The report from the HHS’s Office of Inspector General (OIG) said the 428 participating ACOs also outperformed fee-for-service providers on most (81 percent) of the quality measures, such as readmissions and screenings for future fall risk, while also improving on most (82 percent) of the individual measures over the first three years of the program. Quality improvements within the MSSP had already been seen when it came to reducing readmissions of skilled nursing facilities patients.
MSSP participants could choose from two tracks in the first three years: Track 1, which didn’t include any downside risk for providers, limited shared savings payments to 50 percent of whatever was saved. Track 2 did include downside risk, leaving providers responsible for up to 60 percent of losses as well as being able to receive up to 60 percent of savings. Only five ACOs were in Track 2 during the period studied by OIG.
One-third of participants reduced spending enough to receive a portion of the savings, with each organization receiving an average of $4.8 million each year they earned the shared savings payments. A small subset of ACOs, the report said, showed “substantial” reductions while scoring well on quality measures, saving Medicare an average of $673 per beneficiary for key services.
“These ACOs also maintained high use of primary care services, which can lower utilization and costs for other care, and reduced the use of costly services such as emergency department visits,” the OIG report said. “In contrast, other Shared Savings Program ACOs and the national average showed an increase in per beneficiary spending for key Medicare services.”
OIG said it plans a deeper review of those high performers to better understand how their strategies resulted in greater savings.

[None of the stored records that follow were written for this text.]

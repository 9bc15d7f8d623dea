use std::hash::Hash;
use std::marker::PhantomData;
use std::sync::Arc;
use crate::activity::ActivityLog;
use crate::cache::SnapshotCache;
use crate::clock::{SystemClock, TimeSource};
use crate::config::CacheConfig;
use crate::listener::{EvictionCause, EvictionListener, FnListener};

const DEFAULT_SHARDS: usize = 64;

fn check_shards(n: usize) {
    assert!(n > 0 && n.is_power_of_two(), "num_shards must be a power of two");
}

// ---------------------------------------------------------------------------
// SnapshotCacheBuilder
// ---------------------------------------------------------------------------

/// Builder for configuring and constructing a [`SnapshotCache`].
///
/// # Example
/// ```
/// use viewcache::{CacheConfig, SnapshotCache};
///
/// let config = CacheConfig { snapshot_capacity: Some(1_000), ..CacheConfig::default() };
/// let cache: SnapshotCache<String, String> = SnapshotCache::builder()
///     .config(&config)
///     .build();
/// assert_eq!(cache.max_capacity(), Some(1_000));
/// ```
pub struct SnapshotCacheBuilder<K, V> {
    num_shards: usize,
    max_capacity: Option<usize>,
    clock: Arc<dyn TimeSource>,
    listener: Option<Box<dyn EvictionListener<K, V>>>,
}

impl<K: 'static, V: 'static> SnapshotCacheBuilder<K, V> {
    pub fn new() -> Self {
        SnapshotCacheBuilder {
            num_shards: DEFAULT_SHARDS,
            max_capacity: None,
            clock: Arc::new(SystemClock),
            listener: None,
        }
    }

    /// Apply shard count and snapshot capacity from `config`.
    pub fn config(mut self, config: &CacheConfig) -> Self {
        check_shards(config.num_shards);
        self.num_shards = config.num_shards;
        if let Some(cap) = config.snapshot_capacity {
            self = self.max_capacity(cap);
        }
        self
    }

    /// Set the number of internal shards (must be a power of two; default: 64).
    pub fn num_shards(mut self, n: usize) -> Self {
        check_shards(n);
        self.num_shards = n;
        self
    }

    /// Keep at most `max` entries; the oldest-written are trimmed after each
    /// sweep.  Unbounded by default.
    pub fn max_capacity(mut self, max: usize) -> Self {
        assert!(max > 0, "max_capacity must be greater than 0");
        self.max_capacity = Some(max);
        self
    }

    /// Time source used to stamp writes (default: [`SystemClock`]).
    pub fn clock(mut self, clock: Arc<dyn TimeSource>) -> Self {
        self.clock = clock;
        self
    }

    /// Register an eviction listener closure.
    ///
    /// The closure is called on the removing thread once per swept, trimmed
    /// or invalidated entry, after the shard lock is released.
    pub fn eviction_listener<F>(mut self, f: F) -> Self
    where
        F: Fn(&K, Arc<V>, EvictionCause) + Send + Sync + 'static,
    {
        self.listener = Some(Box::new(FnListener(f)));
        self
    }

    /// Register an eviction listener via the [`EvictionListener`] trait.
    pub fn eviction_listener_impl<L: EvictionListener<K, V>>(mut self, l: L) -> Self {
        self.listener = Some(Box::new(l));
        self
    }
}

impl<K: 'static, V: 'static> Default for SnapshotCacheBuilder<K, V> {
    fn default() -> Self {
        Self::new()
    }
}

impl<K, V> SnapshotCacheBuilder<K, V>
where
    K: Hash + Eq + Clone + Send + Sync + 'static,
    V: Send + Sync + 'static,
{
    pub fn build(self) -> SnapshotCache<K, V> {
        SnapshotCache::new(self.num_shards, self.max_capacity, self.clock, self.listener)
    }
}

// ---------------------------------------------------------------------------
// ActivityLogBuilder
// ---------------------------------------------------------------------------

/// Builder for configuring and constructing an [`ActivityLog`].
pub struct ActivityLogBuilder<U, C> {
    num_shards: usize,
    max_users: Option<usize>,
    clock: Arc<dyn TimeSource>,
    _marker: PhantomData<fn() -> (U, C)>,
}

impl<U, C> ActivityLogBuilder<U, C> {
    pub fn new() -> Self {
        ActivityLogBuilder {
            num_shards: DEFAULT_SHARDS,
            max_users: None,
            clock: Arc::new(SystemClock),
            _marker: PhantomData,
        }
    }

    /// Apply shard count and user capacity from `config`.
    pub fn config(mut self, config: &CacheConfig) -> Self {
        check_shards(config.num_shards);
        self.num_shards = config.num_shards;
        if let Some(cap) = config.activity_capacity {
            self = self.max_users(cap);
        }
        self
    }

    pub fn num_shards(mut self, n: usize) -> Self {
        check_shards(n);
        self.num_shards = n;
        self
    }

    /// Track at most `max` users; those whose latest view is oldest are
    /// trimmed after each sweep.  Unbounded by default.
    pub fn max_users(mut self, max: usize) -> Self {
        assert!(max > 0, "max_users must be greater than 0");
        self.max_users = Some(max);
        self
    }

    pub fn clock(mut self, clock: Arc<dyn TimeSource>) -> Self {
        self.clock = clock;
        self
    }
}

impl<U, C> Default for ActivityLogBuilder<U, C> {
    fn default() -> Self {
        Self::new()
    }
}

impl<U, C> ActivityLogBuilder<U, C>
where
    U: Hash + Eq + Clone + Send + Sync + 'static,
    C: Clone + Send + Sync + 'static,
{
    pub fn build(self) -> ActivityLog<U, C> {
        ActivityLog::new(self.num_shards, self.max_users, self.clock)
    }
}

It did identify some common characteristics—the high-performing ACOs served a larger number of beneficiaries and were more likely to be made up solely of physicians. In a surprising finding, those high performers also had older, more complex patients, meaning the savings couldn’t be attributed to serving healthier beneficiaries.
Notably, the review found ACOs improved their performance as they became more experienced with the program. In its first year, 2013, participants reduced spending by a net amount of $234 million. In 2014, savings increased to $291 million and then jumped to $429 million in 2015. Their quality scores also went up—while in 2014, only 1 percent of ACOs had average quality scores between 95 and 100, 36 percent were in that category in 2015, with 74 percent of all participants scoring 90 or higher.
“With any major payment reform, time may be needed for organizations to make changes to improve quality and lower costs,” the report said. “While policy changes may be warranted, ACOs show promise in reducing spending and improving quality. However, additional information about high‐performing ACOs would inform the future direction of the Shared Savings Program as well as other alternative payment models.”
Track 2 and the new Track 3 within the MSSP are eligible for the 5 percent incentive payment under the Advanced Alternative Payment Models (AAPMs) track of the new Quality Payment Program. As of January, however, only 42 out of the 480 total participating ACOs are in those risk-bearing tracks, with an additional six having committed to Track 1+, which will include downside risk and qualify as an AAPM in 2018.
ACOs avoiding two-sided risk may be leaving money on the table. A recent study from Avalere estimated MSSP participants could’ve earned an additional $886 million based on 2015 numbers if the AAPM bonus had been available.